[Problem to work on] Go through the listing below and report how many lines contain the word "threats"; write no other words.

== Segment start ==

//! Fitness strategies.
//!
//! A fitness strategy maps an ordered gene sequence to an integer score.
//! Strategies are pure: the score depends on nothing but the genes.
//! Higher is better; the percentage-based strategies reach `100` for a
//! perfect solution.
//!
//! # Built-in strategies
//!
//! - [`Accumulate`]: sum of gene values
//! - [`NBits`]: percentage of the maximum possible sum of a bit string
//! - [`NQueens`]: percentage of queen pairs that do not threaten each other
//!
//! Any `Fn(&[Gene]) -> i64` closure is a fitness strategy too.

use super::gene::Gene;

/// Scores a gene sequence.
pub trait FitnessStrategy: Send + Sync {
    /// Returns the fitness of `genes`.
    fn evaluate(&self, genes: &[Gene]) -> i64;
}

impl<F> FitnessStrategy for F
where
    F: Fn(&[Gene]) -> i64 + Send + Sync,
{
    fn evaluate(&self, genes: &[Gene]) -> i64 {
        self(genes)
    }
}

fn gene_sum(genes: &[Gene]) -> i64 {
    genes.iter().map(|g| i64::from(g.value())).sum()
}

/// Sum of all gene values.
#[derive(Debug, Clone, Copy, Default, PartialEq, Eq)]
pub struct Accumulate;

impl FitnessStrategy for Accumulate {
    fn evaluate(&self, genes: &[Gene]) -> i64 {
        gene_sum(genes)
    }
}

/// `100 * sum / len`, truncated toward zero. Empty sequences score `0`.
///
/// With genes in `{0, 1}` this is the percentage of ones, so only the
/// all-ones genome scores `100`.
#[derive(Debug, Clone, Copy, Default, PartialEq, Eq)]
pub struct NBits;

impl FitnessStrategy for NBits {
    fn evaluate(&self, genes: &[Gene]) -> i64 {
        if genes.is_empty() {
            return 0;
        }
        100 * gene_sum(genes) / genes.len() as i64
    }
}

/// N-queens placement quality.
///
/// Gene `i` is the row of the queen standing in column `i`. A pair of queens
/// threatens each other when they share a row or a diagonal. The score is
/// `100 * (max_pairs - threats) / max_pairs` with `max_pairs = n(n-1)/2`, so
/// a non-attacking placement scores `100`.
///
/// Empty sequences score `0`. A lone queen has no pairs and scores `100`.
#[derive(Debug, Clone, Copy, Default, PartialEq, Eq)]
pub struct NQueens;

impl NQueens {
    /// Counts threatening pairs (row and diagonal).
    pub fn threats(genes: &[Gene]) -> i64 {
        let n = genes.len();
        let mut threats = 0;
        for j in 0..n {
            for i in (j + 1)..n {
                let dy = (i64::from(genes[j].value()) - i64::from(genes[i].value())).abs();
                let dx = (i - j) as i64;
                if dy == 0 {
                    threats += 1;
                }
                if dy == dx {
                    threats += 1;
                }
            }
        }
        threats
    }
}

impl FitnessStrategy for NQueens {
    fn evaluate(&self, genes: &[Gene]) -> i64 {
        let n = genes.len() as i64;
        if n == 0 {
            return 0;
        }
        let max_pairs = n * (n - 1) / 2;
        if max_pairs == 0 {
            return 100;
        }
        100 * (max_pairs - Self::threats(genes)) / max_pairs
    }
}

== Segment end ==

[Output below] 7